While many might think that having babies is strictly an Earth-bound activity, it turns out there are no regulations prohibiting it in space.
A recent study has explored the potential for humans to conceive children during commercial space flights in the future.
The findings were developed by a team of international experts in reproductive medicine, aerospace health, and bioethics, suggesting that space conception may soon become feasible.
This study, published in Reproductive BioMedicine Online, was led by Giles Palmer from the International IVF Initiative Inc. He highlighted that “two scientific breakthroughs reshaped what was thought biologically and physically possible – the first Moon landing and the first proof of human fertilisation in vitro.”
“Now, more than half a century later, we argue in this report that these once-separate revolutions are colliding in a practical and underexplored reality,” Palmer explained regarding the new findings.

“IVF technologies in space are no longer purely speculative. It is a foreseeable extension of technologies that already exist.”
Technological advancements have made a lot more possible now.
However, certain risks must be taken into account for astronauts and space travelers.
Space is described as ‘a hostile environment’ for human biology due to altered gravity, radiation exposure, and circadian cycle disruption, according to the nine authors of the report.
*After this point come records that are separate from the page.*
//! Lexical classes for codepoints.
//!
//! ASCII goes through a static table; everything above is range checks over
//! the XML 1.0 (5th edition) `NameStartChar` / `NameChar` productions, with
//! `:` excluded since the lexers treat QName separators as punctuation.

use crate::codepoints::END_OF_BUFFER;

#[derive(Debug, Clone, Copy, PartialEq, Eq, Hash)]
pub enum CharClass {
    Invalid,
    EndOfBuffer,
    Whitespace,
    Digit,
    NameStartChar,
    /// Allowed inside a name but not at its start.
    NameChar,
    /// Any other valid XML character.
    Char,
    Dot,
    Quote,
    Apostrophe,
    Semicolon,
    Hash,
    Colon,
    ParenthesisOpen,
    ParenthesisClose,
    LessThan,
    GreaterThan,
    Equal,
    CurlyBraceOpen,
    CurlyBraceClose,
    QuestionMark,
    ForwardSlash,
    ExclamationMark,
    SquareBraceOpen,
    SquareBraceClose,
    Minus,
    Ampersand,
    Asterisk,
    Comma,
    Dollar,
    Plus,
    VerticalBar,
    AtSign,
    Percent,
}

impl CharClass {
    /// Whether a codepoint of this class may start an NCName.
    pub fn is_name_start(self) -> bool {
        self == Self::NameStartChar
    }

    /// Whether a codepoint of this class may continue an NCName.
    pub fn is_name_char(self) -> bool {
        matches!(
            self,
            Self::NameStartChar | Self::NameChar | Self::Digit | Self::Dot | Self::Minus
        )
    }
}

static ASCII: [CharClass; 128] = ascii_table();

const fn ascii_table() -> [CharClass; 128] {
    let mut table = [CharClass::Invalid; 128];
    let mut i = 0;
    while i < 128 {
        table[i] = match i as u8 {
            b'\t' | b'\n' | b'\r' | b' ' => CharClass::Whitespace,
            0x00..=0x1F => CharClass::Invalid,
            b'0'..=b'9' => CharClass::Digit,
            b'A'..=b'Z' | b'a'..=b'z' | b'_' => CharClass::NameStartChar,
            b'.' => CharClass::Dot,
            b'"' => CharClass::Quote,
            b'\'' => CharClass::Apostrophe,
            b';' => CharClass::Semicolon,
            b'#' => CharClass::Hash,
            b':' => CharClass::Colon,
            b'(' => CharClass::ParenthesisOpen,
            b')' => CharClass::ParenthesisClose,
            b'<' => CharClass::LessThan,
            b'>' => CharClass::GreaterThan,
            b'=' => CharClass::Equal,
            b'{' => CharClass::CurlyBraceOpen,
            b'}' => CharClass::CurlyBraceClose,
            b'?' => CharClass::QuestionMark,
            b'/' => CharClass::ForwardSlash,
            b'!' => CharClass::ExclamationMark,
            b'[' => CharClass::SquareBraceOpen,
            b']' => CharClass::SquareBraceClose,
            b'-' => CharClass::Minus,
            b'&' => CharClass::Ampersand,
            b'*' => CharClass::Asterisk,
            b',' => CharClass::Comma,
            b'$' => CharClass::Dollar,
            b'+' => CharClass::Plus,
            b'|' => CharClass::VerticalBar,
            b'@' => CharClass::AtSign,
            b'%' => CharClass::Percent,
            _ => CharClass::Char,
        };
        i += 1;
    }
    table
}

/// Classify a codepoint as returned by [`crate::CodepointRange::codepoint`].
pub fn char_class(c: u32) -> CharClass {
    if c < 0x80 {
        return ASCII[c as usize];
    }
    match c {
        END_OF_BUFFER => CharClass::EndOfBuffer,
        0xB7 => CharClass::NameChar,
        0xD7 | 0xF7 => CharClass::Char,
        0xC0..=0x2FF => CharClass::NameStartChar,
        0x300..=0x36F => CharClass::NameChar,
        0x370..=0x37D => CharClass::NameStartChar,
        0x37F..=0x1FFF => CharClass::NameStartChar,
        0x200C..=0x200D => CharClass::NameStartChar,
        0x203F..=0x2040 => CharClass::NameChar,
        0x2070..=0x218F => CharClass::NameStartChar,
        0x2C00..=0x2FEF => CharClass::NameStartChar,
        0x3001..=0xD7FF => CharClass::NameStartChar,
        0xD800..=0xDFFF => CharClass::Invalid,
        0xF900..=0xFDCF => CharClass::NameStartChar,
        0xFDF0..=0xFFFD => CharClass::NameStartChar,
        0xFFFE..=0xFFFF => CharClass::Invalid,
        0x10000..=0xEFFFF => CharClass::NameStartChar,
        0x80..=0x10FFFF => CharClass::Char,
        _ => CharClass::Invalid,
    }
}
Despite animal models indicating that short-term radiation exposure affects female menstrual cycles, there is no corresponding data for astronauts’ fertility.
What is known is that women who participated in Shuttle missions experienced pregnancy rates and complications similar to those on Earth.
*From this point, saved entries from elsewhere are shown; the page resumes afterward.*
//! Direct XML constructors and computed node constructors.

use text_size::TextRange;
use tracing::trace;

use crate::diagnostics::DiagnosticKind;
use crate::parser::cst::SyntaxKind::{self, *};
use crate::parser::cst::token_sets::CHARACTER_REFERENCES;
use crate::parser::event::ErrorInfo;
use crate::parser::{Parser, Profile};

impl Parser<'_> {
    pub(super) fn parse_direct_constructor(&mut self) -> bool {
        match self.current() {
            XmlTagOpen => self.parse_dir_elem_constructor(),
            XmlCommentStart => {
                self.parse_markup(DirCommentConstructor, &[XmlCommentContents], XmlCommentEnd, "`-->`")
            }
            ProcessingInstructionBegin => self.parse_markup(
                DirPiConstructor,
                &[NCName, ProcessingInstructionContents, BadCharacter],
                ProcessingInstructionEnd,
                "`?>`",
            ),
            CDataSectionStart => {
                self.parse_markup(CDataSection, &[CDataSectionContents], CDataSectionEnd, "`]]>`")
            }
            _ => false,
        }
    }

    /// Opening token, any number of `body` tokens, then `end` or the
    /// lexer's incomplete-markup marker.
    fn parse_markup(
        &mut self,
        kind: SyntaxKind,
        body: &[SyntaxKind],
        end: SyntaxKind,
        what: &str,
    ) -> bool {
        let m = self.start();
        self.bump();
        while body.contains(&self.current()) {
            self.bump();
        }
        if !self.eat(end) && !self.eat(IncompleteMarkup) {
            self.error_expected(what);
        }
        m.complete(self, kind);
        true
    }

    /// `"<" QName DirAttributeList ("/>" | (">" DirElemContent* "</" QName ">"))`
    fn parse_dir_elem_constructor(&mut self) -> bool {
        if !self.enter_recursion() {
            return true;
        }
        let m = self.start();
        self.bump();

        let name_start = self.pos;
        self.expect_eqname(QName, "element name");
        let name = self.text_of_tokens(name_start, self.pos);
        let name_range = self.range_of_tokens(name_start, self.pos);

        self.parse_dir_attribute_list();

        if self.eat(XmlSelfClose) {
            m.complete(self, DirElemConstructor);
            self.exit_recursion();
            return true;
        }
        if !self.eat(XmlTagEnd) {
            self.error_expected("`>`");
            m.complete(self, DirElemConstructor);
            self.exit_recursion();
            return true;
        }

        self.parse_dir_elem_content();

        if self.at(XmlCloseTagOpen) {
            self.bump();
            self.parse_closing_tag_name(&name, name_range);
            self.expect(XmlTagEnd, "`>`");
        } else {
            self.error_expected(&format!("`</{name}>`"));
        }
        m.complete(self, DirElemConstructor);
        self.exit_recursion();
        true
    }

    fn parse_closing_tag_name(&mut self, open: &str, open_range: Option<TextRange>) {
        let start = self.pos;
        let m = self.start();
        if !self.parse_eqname(QName) {
            m.drop(self);
            self.error_expected("closing tag name");
            return;
        }
        let close = self.text_of_tokens(start, self.pos);
        if close == open {
            m.drop(self);
        } else {
            trace!(open, close = close.as_str(), "mismatched closing tag");
            self.last_error_pos = Some(self.current_range().start());
            let mut error = ErrorInfo::new(DiagnosticKind::MismatchedClosingTag, Some(open.to_string()));
            if let Some(range) = open_range {
                error = error.related_to("opened here", range);
            }
            m.complete_with_error(self, error);
        }
    }

    fn parse_dir_attribute_list(&mut self) {
        let m = self.start();
        loop {
            match self.current() {
                NCName => self.parse_dir_attribute(),
                XmlAttributeValueStart => {
                    self.error_expected("attribute name");
                    self.parse_dir_attribute_value();
                }
                XmlTagEnd | XmlSelfClose | Eof => break,
                _ => self.recover_token(),
            }
        }
        if m.is_empty(self) {
            m.drop(self);
        } else {
            m.complete(self, DirAttributeList);
        }
    }

    /// `QName "=" DirAttributeValue`
    fn parse_dir_attribute(&mut self) {
        let m = self.start();
        self.parse_eqname(QName);
        self.expect(Equal, "`=`");
        if self.at(XmlAttributeValueStart) {
            self.parse_dir_attribute_value();
        } else {
            self.error_expected("attribute value");
        }
        m.complete(self, DirAttribute);
    }

    fn parse_dir_attribute_value(&mut self) {
        let m = self.start();
        self.bump();
        loop {
            let kind = self.current();
            if kind == XmlAttributeValueContents || kind == BadCharacter || CHARACTER_REFERENCES.contains(kind) {
                self.bump();
            } else if kind == BlockOpen {
                self.parse_enclosed_expr();
            } else {
                break;
            }
        }
        self.expect(XmlAttributeValueEnd, "closing quote");
        m.complete(self, DirAttributeValue);
    }

    /// Character data, references, enclosed expressions and nested markup
    /// up to the closing tag.
    fn parse_dir_elem_content(&mut self) {
        let m = self.start();
        loop {
            let kind = self.current();
            if kind == XmlElementContents || kind == BadCharacter || CHARACTER_REFERENCES.contains(kind) {
                self.bump();
            } else if kind == BlockOpen {
                self.parse_enclosed_expr();
            } else if kind == XmlCloseTagOpen || kind == Eof || self.has_fatal_error() {
                break;
            } else if !self.parse_direct_constructor() {
                self.recover_token();
            }
        }
        if m.is_empty(self) {
            m.drop(self);
        } else {
            m.complete(self, DirElemContent);
        }
    }

    pub(super) fn parse_computed_constructor(&mut self) -> bool {
        if !self.at(NCName) || self.raw_nth(1) == QNameSeparator {
            return false;
        }
        if self.nth(1) == BlockOpen {
            let kind = if self.at_keyword("document") {
                CompDocConstructor
            } else if self.at_keyword("text") {
                CompTextConstructor
            } else if self.at_keyword("comment") {
                CompCommentConstructor
            } else if self.at_keyword("binary") && self.profile == Profile::MarkLogic {
                CompBinaryConstructor
            } else {
                return self.parse_named_computed_constructor();
            };
            let m = self.start();
            self.bump_keyword();
            self.parse_enclosed_expr();
            m.complete(self, kind);
            return true;
        }
        self.parse_named_computed_constructor()
    }

    /// `keyword (EQName | "{" Expr "}") "{" Expr? "}"` for elements,
    /// attributes, namespaces and processing instructions.
    fn parse_named_computed_constructor(&mut self) -> bool {
        let kind = if self.at_keyword("element") {
            CompElemConstructor
        } else if self.at_keyword("attribute") {
            CompAttrConstructor
        } else if self.at_keyword("namespace") {
            CompNamespaceConstructor
        } else if self.at_keyword("processing-instruction") {
            CompPiConstructor
        } else {
            return false;
        };
        let named = self
            .eqname_end(1)
            .is_some_and(|end| self.nth(end) == BlockOpen);
        if !named && self.nth(1) != BlockOpen {
            return false;
        }

        let m = self.start();
        self.bump_keyword();
        if named {
            self.parse_eqname(QName);
        } else {
            self.parse_enclosed_expr();
        }
        self.expect_enclosed_expr();
        m.complete(self, kind);
        true
    }
}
However, this does not include data from women exposed to space for extended periods, nor the potential effects on women spending years in space.

The authors emphasized that understanding whether it is safe requires gathering this information ‘to guide diagnostic, preventive, and therapeutic strategies in extraterrestrial environments’.
“As human presence in space expands, reproductive health can no longer remain a policy blind spot,” stated Dr Fathi Karouia, senior author of the study and a research scientist at NASA.
“International collaboration is urgently needed to close critical knowledge gaps and establish ethical guidelines that protect both professional and private astronauts – and ultimately safeguard humanity as we move toward a sustained presence beyond Earth.”
The report highlighted that ‘extended time in space poses potential hazards to the reproductive function of female and male astronauts, including exposure to cosmic radiation, altered gravity, psychological and physical stress, and disruption to circadian rhythm’. This calls for further research before the possibility of ‘space babies’ can be realized.
For now, it seems the idea remains a future consideration.